All records given below must be printed word for word.

> _DATA EXCERPTS_:
+--

//! 并发闸门 - 限制同时执行 agent 阶段的任务数
//!
//! 基于 `tokio::sync::Semaphore`（先进先出，不会饿死等待者）。
//! `enter()` 返回的许可在 drop 时归还，失败和 panic 路径同样会归还。

use std::sync::Arc;

use tokio::sync::{OwnedSemaphorePermit, Semaphore};

use crate::error::ConfigError;

/// 并发闸门
#[derive(Debug, Clone)]
pub struct ConcurrencyLimiter {
    semaphore: Arc<Semaphore>,
    permits: usize,
}

/// 一个已获得的许可，drop 时自动退出闸门
#[derive(Debug)]
pub struct LimiterPermit {
    _permit: OwnedSemaphorePermit,
}

impl ConcurrencyLimiter {
    pub fn new(permits: usize) -> Result<Self, ConfigError> {
        if permits == 0 {
            return Err(ConfigError::InvalidPoolSize { size: 0 });
        }
        Ok(Self {
            semaphore: Arc::new(Semaphore::new(permits)),
            permits,
        })
    }

    /// 初始许可数
    pub fn permits(&self) -> usize {
        self.permits
    }

    /// 当前空闲的许可数
    pub fn available(&self) -> usize {
        self.semaphore.available_permits()
    }

    /// 等待直到获得许可
    pub async fn enter(&self) -> LimiterPermit {
        let permit = self
            .semaphore
            .clone()
            .acquire_owned()
            .await
            // semaphore 从不 close，acquire 只会在 close 后失败
            .unwrap_or_else(|_| unreachable!("limiter semaphore closed"));
        LimiterPermit { _permit: permit }
    }
}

+--

> _REPLY_:
//! 并发闸门 - 限制同时执行 agent 阶段的任务数
//!
//! 基于 `tokio::sync::Semaphore`（先进先出，不会饿死等待者）。
//! `enter()` 返回的许可在 drop 时归还，失败和 panic 路径同样会归还。

use std::sync::Arc;

use tokio::sync::{OwnedSemaphorePermit, Semaphore};

use crate::error::ConfigError;

/// 并发闸门
#[derive(Debug, Clone)]
pub struct ConcurrencyLimiter {
    semaphore: Arc<Semaphore>,
    permits: usize,
}

/// 一个已获得的许可，drop 时自动退出闸门
#[derive(Debug)]
pub struct LimiterPermit {
    _permit: OwnedSemaphorePermit,
}

impl ConcurrencyLimiter {
    pub fn new(permits: usize) -> Result<Self, ConfigError> {
        if permits == 0 {
            return Err(ConfigError::InvalidPoolSize { size: 0 });
        }
        Ok(Self {
            semaphore: Arc::new(Semaphore::new(permits)),
            permits,
        })
    }

    /// 初始许可数
    pub fn permits(&self) -> usize {
        self.permits
    }

    /// 当前空闲的许可数
    pub fn available(&self) -> usize {
        self.semaphore.available_permits()
    }

    /// 等待直到获得许可
    pub async fn enter(&self) -> LimiterPermit {
        let permit = self
            .semaphore
            .clone()
            .acquire_owned()
            .await
            // semaphore 从不 close，acquire 只会在 close 后失败
            .unwrap_or_else(|_| unreachable!("limiter semaphore closed"));
        LimiterPermit { _permit: permit }
    }
}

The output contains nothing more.